9

Given a dictionary of words and an initial character. find the longest possible word in the dictionary by successively adding a character to the word. At any given instance the word should be valid word in the dictionary.

ex : a -> at -> cat -> cart -> chart ....

AlgoMan
  • 2,785
  • 6
  • 34
  • 40
  • Interesting problem. What have you tried so far, and where are you stuck? – Michael Petrotta Mar 28 '10 at 18:55
  • Define "dictionary of words". Is it a hash table, a trie or what? If it's a trie, a simple DF search will work. Is it a suffix tree as your tags suggest? – IVlad Mar 28 '10 at 19:00
  • 2
    Sounds like a homework problem, poorly specified. – Trey Jackson Mar 28 '10 at 19:02
  • I believe it's actually an Amazon interview question. – user287792 Mar 28 '10 at 19:05
  • 1
    I don't see a problem with this question at all. – FogleBird Mar 28 '10 at 19:06
  • @lVlad DF? One feature of the Dictionary would give you if the word is valid or not(Hash table assumption). I thought using a Suffix tree or Trie for dictionary would help to check at each instance if the word is valid or not. Data-structure is flexible. @Michael I thought of doing it in a reverse manner. Sort the words from the dictionary according to length. Take the lengthiest word, try deleting the character from the word and keep on checking if this is a valid word or not. This is more of a brute force method. – AlgoMan Mar 28 '10 at 19:12
  • If you cached the results, it wouldn't be a bad method at all... – user287792 Mar 28 '10 at 19:25
  • AlgoMan, more context and your own thoughts on the problem would help make this feel less of a "please solve my problem for me" request, and more of a directed question. – Ziv Mar 28 '10 at 19:53
  • @Ziv yeah. i got that. I am very new here. I will try explaining myself much more clearer and will post my solution , what i tried so far. – AlgoMan Mar 28 '10 at 20:18
  • If it is a homework question, you should read this: http://meta.stackexchange.com/questions/10811/homework-on-stackoverflow That said, I strongly subscribe to this philosophy: "Conflicts with a school or instructor's policy on outside help are the responsibility of the student asking the question, not the SO community." So let's stop whining about it already. – FogleBird Mar 28 '10 at 20:21
  • I don't think a trie really helps here as the new letter is not always appended – jk. Mar 29 '10 at 10:28
  • @AlgoMan, What's the verdict? – FogleBird Mar 29 '10 at 21:20
  • It's not "difficult to tell what's being asked here" at all. You people are nuts. – FogleBird Mar 30 '10 at 02:11

3 Answers3

11

The brute force approach would be to try adding letters to each available index using a depth-first search.

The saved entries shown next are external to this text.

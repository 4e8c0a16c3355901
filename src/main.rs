use std::sync::Arc;
use tower_http::{cors::CorsLayer, services::ServeDir, trace::TraceLayer};
use tracing_subscriber::{layer::SubscriberExt, util::SubscriberInitExt};

use pricedash::{
    api, auth,
    config::{GameConfig, ServerConfig},
    state::AppState,
    store::{self, FileSnapshotStore, SnapshotStore},
};

#[tokio::main]
async fn main() {
    // Load .env file if present (before any env var reads)
    if let Err(e) = dotenvy::dotenv() {
        // Not an error if .env doesn't exist, only log if it's a different issue
        if !matches!(e, dotenvy::Error::Io(_)) {
            eprintln!("Warning: Failed to load .env file: {}", e);
        }
    }

    tracing_subscriber::registry()
        .with(
            tracing_subscriber::EnvFilter::try_from_default_env()
                .unwrap_or_else(|_| "pricedash=debug,tower_http=debug".into()),
        )
        .with(tracing_subscriber::fmt::layer())
        .init();

    let server_config = ServerConfig::from_env();
    let game_config = GameConfig::from_env();
    tracing::info!(
        "Starting {} ({}), answers submitted {}",
        game_config.theme.title(),
        game_config.theme.edition(),
        game_config.submission_mode.describe()
    );

    let auth_config = Arc::new(auth::AuthConfig::from_env());
    let state = Arc::new(AppState::with_config(game_config));

    if let Some(path) = &server_config.snapshot_path {
        let snapshot_store: Arc<dyn SnapshotStore> = Arc::new(FileSnapshotStore::new(path));
        if let Err(e) = store::restore(&state, snapshot_store.as_ref()).await {
            // A bad snapshot should not keep the party from starting
            tracing::error!("Failed to restore snapshot from {}: {}", path.display(), e);
        }
        store::spawn_snapshot_writer(
            state.clone(),
            snapshot_store,
            server_config.snapshot_interval,
        );
    } else {
        tracing::warn!("SNAPSHOT_PATH not set, game state lives in memory only");
    }

    let app = api::router(state, auth_config)
        .fallback_service(ServeDir::new(&server_config.static_dir))
        .layer(CorsLayer::permissive())
        .layer(TraceLayer::new_for_http());

    let listener = match tokio::net::TcpListener::bind(server_config.addr).await {
        Ok(listener) => listener,
        Err(e) => {
            tracing::error!("Failed to bind {}: {}", server_config.addr, e);
            std::process::exit(1);
        }
    };
    tracing::info!("Listening on http://{}", server_config.addr);

    if let Err(e) = axum::serve(listener, app).await {
        tracing::error!("Server error: {}", e);
        std::process::exit(1);
    }
}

So, starting with 'a', there are two places you can add a new letter. In front or behind the 'a', represented by dots below.

.a.

If you add a 't', there are now three positions.

.a.t.

You can try adding all 26 letters to each available position. The dictionary in this case can be a simple hashtable. If you add a 'z' in the middle, you get 'azt' which would not be in the hashtable so you don't continue down that path in the search.

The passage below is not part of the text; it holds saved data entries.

use super::AppState;
use crate::error::GameError;
use crate::guess::{normalize_name, sanitize_name};
use crate::types::*;

/// Outcome of checking a returning client's cached identity
#[derive(Debug, Clone, PartialEq)]
pub enum SessionStatus {
    /// Token matches and the record still exists
    Valid(PlayerRecord),
    /// No session token has been established yet, so the cached identity is
    /// accepted as-is
    Provisional(Option<PlayerRecord>),
    /// The session was rotated (or the record is gone); the player must rejoin
    Expired,
}

impl AppState {
    /// Join the game under a display name.
    ///
    /// Names are compared case-insensitively; two names that sanitize to the
    /// same storage key are also treated as a collision.
    pub async fn join(
        &self,
        name: &str,
    ) -> Result<(PlayerRecord, Option<SessionToken>), GameError> {
        let display_name = name.trim();
        if display_name.is_empty() {
            return Err(GameError::NameRequired);
        }

        let game = self.game.read().await;
        if !game.active {
            return Err(GameError::GameNotActive);
        }

        let key = sanitize_name(display_name);
        let normalized = normalize_name(display_name);

        let mut submissions = self.submissions.write().await;
        let taken = submissions.contains_key(&key)
            || submissions
                .values()
                .any(|p| normalize_name(&p.name) == normalized);
        if taken {
            tracing::info!("Join rejected, name taken: {}", display_name);
            return Err(GameError::NameTaken);
        }

        let record = PlayerRecord::new(display_name.to_string());
        submissions.insert(key, record.clone());
        let token = game.session_token.clone();
        drop(submissions);
        drop(game);

        tracing::info!("Player joined: {}", record.name);
        self.bump_revision();
        self.broadcast_host_status().await;
        Ok((record, token))
    }

    /// Check a cached `(name, token)` pair from a reconnecting client
    pub async fn resume_session(&self, name: &str, session_token: Option<&str>) -> SessionStatus {
        let game = self.game.read().await;
        let record = self.get_player(name).await;

        match game.session_token.as_deref() {
            None => SessionStatus::Provisional(record),
            Some(current) if session_token == Some(current) => match record {
                Some(record) => SessionStatus::Valid(record),
                None => SessionStatus::Expired,
            },
            Some(_) => SessionStatus::Expired,
        }
    }

    /// Get a player record by display name
    pub async fn get_player(&self, name: &str) -> Option<PlayerRecord> {
        self.submissions
            .read()
            .await
            .get(&sanitize_name(name))
            .cloned()
    }

    pub async fn player_count(&self) -> usize {
        self.submissions.read().await.len()
    }
}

Edit: Nick Johnson's graph made me curious what a graph of all maximal paths would look like. It's a large (1.6 MB) image here:

http://www.michaelfogleman.com/static/images/word_graph.png

Edit: Here's a Python implementation. The brute-force approach actually runs in a reasonable amount of time (a few seconds, depending on the starting letter).

import heapq

letters = 'abcdefghijklmnopqrstuvwxyz'

def search(words, word, path):
    path.append(word)
    yield tuple(path)
    for i in xrange(len(word)+1):
        before, after = word[:i], word[i:]
        for c in letters:
            new_word = '%s%s%s' % (before, c, after)
            if new_word in words:
                for new_path in search(words, new_word, path):
                    yield new_path
    path.pop()

def load(path):
    result = set()
    with open(path, 'r') as f:
        for line in f:
            word = line.lower().strip()
            result.add(word)
    return result

def find_top(paths, n):
    gen = ((len(x), x) for x in paths)
    return heapq.nlargest(n, gen)

if __name__ == '__main__':
    words = load('TWL06.txt')
    gen = search(words, 'b', [])
    top = find_top(gen, 10)
    for path in top:
        print path

Of course, there will be a lot of ties in the answer. This will print the top N results, measured by length of the final word.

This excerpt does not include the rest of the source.